Information given Block Start

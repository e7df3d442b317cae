//! Error types for fetching and reconciliation.

use crate::models::Metric;
use thiserror::Error;

/// A failure while walking a remote listing.
///
/// Every variant aborts the run: a report built from a partial walk would
/// carry silently incomplete totals.
#[derive(Debug, Error)]
pub enum FetchError {
    /// Connection or protocol failure.
    #[error("transport error reading {source_id} (page {page}): {message}")]
    Transport {
        source_id: String,
        page: usize,
        message: String,
    },

    /// The server answered with a non-success status.
    #[error("{source_id} returned HTTP {status} (page {page}): {body}")]
    Status {
        source_id: String,
        page: usize,
        status: u16,
        body: String,
    },

    /// No answer within the per-request timeout.
    #[error("request to {source_id} timed out after {seconds}s (page {page})")]
    Timeout {
        source_id: String,
        page: usize,
        seconds: u64,
    },

    /// The page body could not be decoded.
    #[error("malformed page {page} from {source_id}: {message}")]
    Decode {
        source_id: String,
        page: usize,
        message: String,
    },

    /// The next pointer leads back to a page already read.
    #[error("pagination of {source_id} loops back to {cursor} (page {page})")]
    CursorCycle {
        source_id: String,
        page: usize,
        cursor: String,
    },
}

impl FetchError {
    /// True for network, status and timeout failures.
    pub fn is_transport(&self) -> bool {
        matches!(
            self,
            FetchError::Transport { .. } | FetchError::Status { .. } | FetchError::Timeout { .. }
        )
    }

    /// True when repeating the request may succeed.
    pub fn is_retryable(&self) -> bool {
        match self {
            FetchError::Transport { .. } | FetchError::Timeout { .. } => true,
            FetchError::Status { status, .. } => *status == 429 || *status >= 500,
            _ => false,
        }
    }
}

/// A running total that no longer fits the counter.
///
/// Raised instead of wrapping, so a report never shows a corrupted sum.
#[derive(Debug, Clone, PartialEq, Eq, Error)]
#[error("sum of {metric} for '{key}' overflows")]
pub struct OverflowError {
    pub key: String,
    pub metric: Metric,
}

impl OverflowError {
    pub fn new(key: &str, metric: Metric) -> Self {
        Self {
            key: key.to_string(),
            metric,
        }
    }
}

/// A reconciliation input that makes suppression meaningless.
///
/// These are reported as warnings; the reconciliation still completes and
/// errs toward reporting too much.
#[derive(Debug, Clone, PartialEq, Eq, Error)]
pub enum ReconciliationInputError {
    #[error("reference key set is empty; nothing can be suppressed")]
    EmptyReference,

    #[error("candidate key set is empty; nothing to compare")]
    EmptyCandidates,
}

Information given Block End

▶ Task directions
Could you set down exactly the lines from the one containing "pub enum ReconciliationInputError" through the last line of the records above, both included?

▶ Exercise response
pub enum ReconciliationInputError {
    #[error("reference key set is empty; nothing can be suppressed")]
    EmptyReference,

    #[error("candidate key set is empty; nothing to compare")]
    EmptyCandidates,
}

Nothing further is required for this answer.